There's a "100 hour rule" now


#1

[Read the post]


#2

I swear I thought this was going to be about dropping food on the floor.


#3

Don’t you know there’s also the 200-hour rule? It takes that long to become twice as good as you were after 100 hours.


#4

Wouldn’t it be better if we just acted as if these twerps didn’t exist?
Talking about them doesn’t usually/really help, y’know.


#5

There’s a “1000 hour rule” now, because I say so.


#6

OK, I’ll ask. What’s the story with the clock? Did you folks cobble it up for the story, or is someone trying metric time again?


#7

There’s a zero hour rule, where if you ignore a skill, you’ll never have it. The upside is that you never have to worry about it.


#8

Heh. But if 100 hours is ‘good enough for work’ and 10,000 hours is ‘master’, presumably the progression is nonlinear. And even being a ‘master’ doesn’t mean knowing everything. You’ll often hear people regarded as masters say they’re still learning.


#9

To say it’s linear or non-linear we’d need some way of quantifying mastery, though. That’s a bit of a problem.


#10

I’d love to see a 100 hour learning-the-guitar program. I’ve had guitars now for almost 20 years and I still can’t play a single song. I can do a few scales and play some toy songs from a Hal Leonard book, but that’s about it.
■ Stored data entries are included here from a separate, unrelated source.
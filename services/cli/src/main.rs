use application_forms_cli::run;

#[tokio::main]
async fn main() {
    if let Err(err) = run().await {
        eprintln!("application error: {err}");
        std::process::exit(1);
    }
}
I’ve taken lessons from two different teachers over the years (once a week for a total of around 6 months), I play Rocksmith (and now Rocksmith 2014). I do exercises from a workout book I bought after reading Jason’s review here.

I’ve invested far more than 100 hours and at this point, I’ve basically given up. I haven’t touched my guitar in almost a year. The super frustrating part is that my daughter played Rocksmith for about an hour a day for a week and zoomed past me skill wise. I start to hate the instrument, but then I’ll go out and see an amazing musician play and suddenly want to play again.


#11

People who have worked on something for over 10 000 hours know enough to know they do not know everything.
People who have learnt for 100 hours…I must be really stupid because I cannot think of anything worth knowing at which I was “more than a beginner” after 100 hours. That, or the typical VC has no idea of how difficult things are.


#12

If you practice something really complicated like Aikido 100 hours is nothing. Most people are still really quite bad after a year or two. Even ten thousand hours would not make you an expert. from 2500 to 3000 hours would make you a black belt, but that is not really an expert, just competent enough to teach. Expert level would be something like 20,000 to thirty thousand hours or more simply put, a lifetime.


#13

I’d count that as success! but YMMV :stuck_out_tongue:

The biggest secret to modern business is that mastery or even competence don’t really matter. All you need is warm bodies to keep the economic ball rolling. Pretty soon, not even that.
Put another way, the typical VC understands how irrelevant productivity is to the bottom line.


#14

Goethe says in Natur und Kunst*
“In der Beschränkung zeigt sich erst der Meister”
Roughly in English, the master shows himself by overcoming limitations. A real expert can get good photographs out of a pinhole camera, can make an average musical instrument sound good, and can make a piece of art with paper and pencil. I guess in the software version the expert programmer would be able to knock up an HTTP client without using libraries, or hand-coding big SQL queries using a paper schema and no tools.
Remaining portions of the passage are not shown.